I have the right to be free of guilt.
I have the right not to feel responsible for the suicide death.
I have the right to express my feelings and emotions, even if they do not seem acceptable, as long as they do not interfere with the rights of others.
I have the right to have my questions answered honestly by authorities and family members.
I have the right not to be deceived because others feel they can spare me further grief.
I have the right to maintain a sense of hopefulness.
I have the right to peace and dignity
I have the right to positive feelings about the one I lost through suicide, regardless of the events prior to or at the time of the untimely death.

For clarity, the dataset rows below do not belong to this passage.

//! Autoscout-Scraper main entry point
//!
//! This is the command-line interface for the AutoScout24 listing scraper.

use anyhow::Context;
use autoscout_scraper::config::{
    compute_config_hash, parse_config, parse_config_with_overlay, resolve_start_urls, validate,
    Config,
};
use autoscout_scraper::crawler::{classify_seed, Coordinator, ProxyRotator};
use autoscout_scraper::listing::{build_dealer_summary, print_dealer_summary};
use autoscout_scraper::output::{
    export_records, print_statistics, write_fallback_dump, OutputFormat,
};
use autoscout_scraper::ConfigError;
use clap::Parser;
use std::path::PathBuf;
use tracing_subscriber::EnvFilter;

/// Autoscout-Scraper: a vehicle listing harvester
///
/// Expands AutoScout24 search pages into listing URLs, fetches every listing
/// concurrently, and exports the normalized records as JSON, CSV, XML, RSS
/// or HTML.
#[derive(Parser, Debug)]
#[command(name = "autoscout-scraper")]
#[command(version = "1.0.0")]
#[command(about = "AutoScout24 vehicle listing scraper", long_about = None)]
struct Cli {
    /// Path to TOML configuration file
    #[arg(value_name = "CONFIG", default_value = "config.toml")]
    config: PathBuf,

    /// TOML file deep-merged over the configuration
    #[arg(short, long, value_name = "INPUT")]
    input: Option<PathBuf>,

    /// Maximum number of listings to collect
    #[arg(short = 'm', long, value_name = "N")]
    max_records: Option<usize>,

    /// Export file path
    #[arg(short, long, value_name = "PATH")]
    output: Option<PathBuf>,

    /// Export format (inferred from --output when omitted)
    #[arg(short, long, value_enum)]
    format: Option<OutputFormat>,

    /// Increase logging verbosity (-v, -vv, -vvv)
    #[arg(short, long, action = clap::ArgAction::Count)]
    verbose: u8,

    /// Suppress non-error output
    #[arg(short, long, conflicts_with = "verbose")]
    quiet: bool,

    /// Validate config and show what would be scraped without any network access
    #[arg(long, conflicts_with_all = ["dealer_summary", "stats"])]
    dry_run: bool,

    /// Print a per-dealer summary after exporting
    #[arg(long)]
    dealer_summary: bool,

    /// Print crawl statistics after exporting
    #[arg(long)]
    stats: bool,
}

#[tokio::main]
async fn main() -> Result<(), Box<dyn std::error::Error>> {
    let cli = Cli::parse();

    // Setup logging based on verbosity
    setup_logging(cli.verbose, cli.quiet);

    let mut config = match load_settings(&cli) {
        Ok(cfg) => cfg,
        Err(e) => {
            tracing::error!("Failed to load configuration: {}", e);
            return Err(e.into());
        }
    };

    apply_overrides(&mut config, &cli);
    validate(&config)?;
    let seeds = resolve_start_urls(&config)?;

    if cli.dry_run {
        handle_dry_run(&config, &seeds);
    } else {
        handle_scrape(&config, &seeds, &cli).await?;
    }

    Ok(())
}

/// Sets up the logging/tracing subscriber based on verbosity level
fn setup_logging(verbose: u8, quiet: bool) {
    let filter = if quiet {
        // Only show errors
        EnvFilter::new("error")
    } else {
        match verbose {
            0 => EnvFilter::new("autoscout_scraper=info,warn"),
            1 => EnvFilter::new("autoscout_scraper=debug,info"),
            2 => EnvFilter::new("autoscout_scraper=trace,debug"),
            _ => EnvFilter::new("trace"),
        }
    };

    tracing_subscriber::fmt()
        .with_env_filter(filter)
        .with_target(false)
        .with_thread_ids(false)
        .with_file(false)
        .init();
}

/// Loads the configuration file, merging `--input` over it
///
/// A missing configuration file is not an error: defaults are used.
fn load_settings(cli: &Cli) -> Result<Config, ConfigError> {
    let base_exists = cli.config.exists();

    if base_exists {
        tracing::info!("Loading configuration from: {}", cli.config.display());
        let hash = compute_config_hash(&cli.config)?;
        tracing::info!("Configuration hash: {}", hash);
    } else {
        tracing::warn!(
            "Configuration file {} not found, using defaults",
            cli.config.display()
        );
    }

    match (&cli.input, base_exists) {
        (Some(input), true) => {
            tracing::info!("Merging input file: {}", input.display());
            parse_config_with_overlay(&cli.config, input)
        }
        (Some(input), false) => parse_config(input),
        (None, true) => parse_config(&cli.config),
        (None, false) => Ok(Config::default()),
    }
}

/// Applies command-line overrides on top of the loaded configuration
fn apply_overrides(config: &mut Config, cli: &Cli) {
    if let Some(max_records) = cli.max_records {
        config.scraper.max_records = max_records;
    }

    if let Some(output) = &cli.output {
        config.output.file = Some(output.display().to_string());
    }

    match (cli.format, &cli.output) {
        (Some(format), _) => config.output.format = format,
        (None, Some(output)) => match OutputFormat::from_path(output) {
            Ok(format) => config.output.format = format,
            Err(e) => tracing::debug!("Keeping configured format: {}", e),
        },
        (None, None) => {}
    }
}

/// Handles the --dry-run mode: shows the resolved settings and seeds
fn handle_dry_run(config: &Config, seeds: &[String]) {
    println!("=== Autoscout-Scraper Dry Run ===\n");

    println!("Scraper Configuration:");
    println!("  Max records: {}", config.scraper.max_records);
    println!("  Parallel requests: {}", config.scraper.parallel_requests);
    println!("  Timeout: {}s", config.scraper.timeout_seconds);
    println!("  User agent: {}", config.scraper.user_agent);

    let rotator = ProxyRotator::from_env(&config.scraper.proxies.endpoints());
    println!("\nProxies ({}):", rotator.endpoints().len());
    for endpoint in rotator.endpoints() {
        println!("  - {}", endpoint);
    }

    println!("\nOutput:");
    println!("  File: {}", config.output.resolved_path());
    println!("  Format: {}", config.output.format);

    println!("\nSeed URLs ({}):", seeds.len());
    for seed in seeds {
        println!("  - [{:?}] {}", classify_seed(seed), seed);
    }

    println!("\n✓ Configuration is valid");
}

/// Handles the main scrape: crawl, export, optional reports
async fn handle_scrape(config: &Config, seeds: &[String], cli: &Cli) -> anyhow::Result<()> {
    tracing::info!(
        "Starting scrape of {} seed URLs (max {} records, {} parallel requests)",
        seeds.len(),
        config.scraper.max_records,
        config.scraper.parallel_requests
    );

    let coordinator = Coordinator::new(config).context("Failed to set up the crawler")?;
    let (records, stats) = coordinator.run_with_stats(seeds).await;
    tracing::info!(
        "Collected {} records from {} listing URLs in {:.2}s",
        stats.records,
        stats.listing_urls,
        stats.elapsed.as_secs_f64()
    );

    let path = PathBuf::from(config.output.resolved_path());
    let format = config.output.format;

    if let Err(e) = export_records(&records, &path, format) {
        tracing::error!("Export to {} failed: {}", path.display(), e);
        match write_fallback_dump(&records) {
            Ok(dump) => tracing::warn!(
                "Saved {} records to fallback file {}",
                records.len(),
                dump.display()
            ),
            Err(dump_err) => tracing::error!("Fallback dump failed: {}", dump_err),
        }
        return Err(e).with_context(|| format!("Failed to export to {}", path.display()));
    }

    let summary = build_dealer_summary(&records);
    tracing::debug!("Listings came from {} dealers", summary.len());
    for dealer in summary.values() {
        tracing::debug!("{}: {} listings", dealer.dealer_name, dealer.listing_count);
    }

    if cli.dealer_summary {
        print_dealer_summary(&summary);
        println!();
    }

    if cli.stats {
        print_statistics(&stats);
        println!();
    }

    println!(
        "Scraped {} listings into {} ({}).",
        records.len(),
        path.display(),
        format
    );

    Ok(())
}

I have the right to retain my individuality and not be judged because of the suicide death.
I have the right to seek counseling and a support group to enable me to honestly explore my feelings, to further the acceptance process.
I have the right to reach acceptance.
I have the right to a new beginning.
I have the right to be.
Know you can survive. You may not think so, but you can. Struggle with “why” it happened until you no longer need to know “why” or until you are satisfied with partial answers. Know you may feel overwhelmed by the intensity of your feelings but all your feelings are normal.
Anger, guilt, confusion, forgetfulness are common responses. You are not crazy, you are in mourning. Be aware you may feel appropriate anger at the person, at the world, at God, at yourself. It’s OK to express it. You may feel guilty for what you think you did or did not do. Guilt can turn into regret, through forgiveness.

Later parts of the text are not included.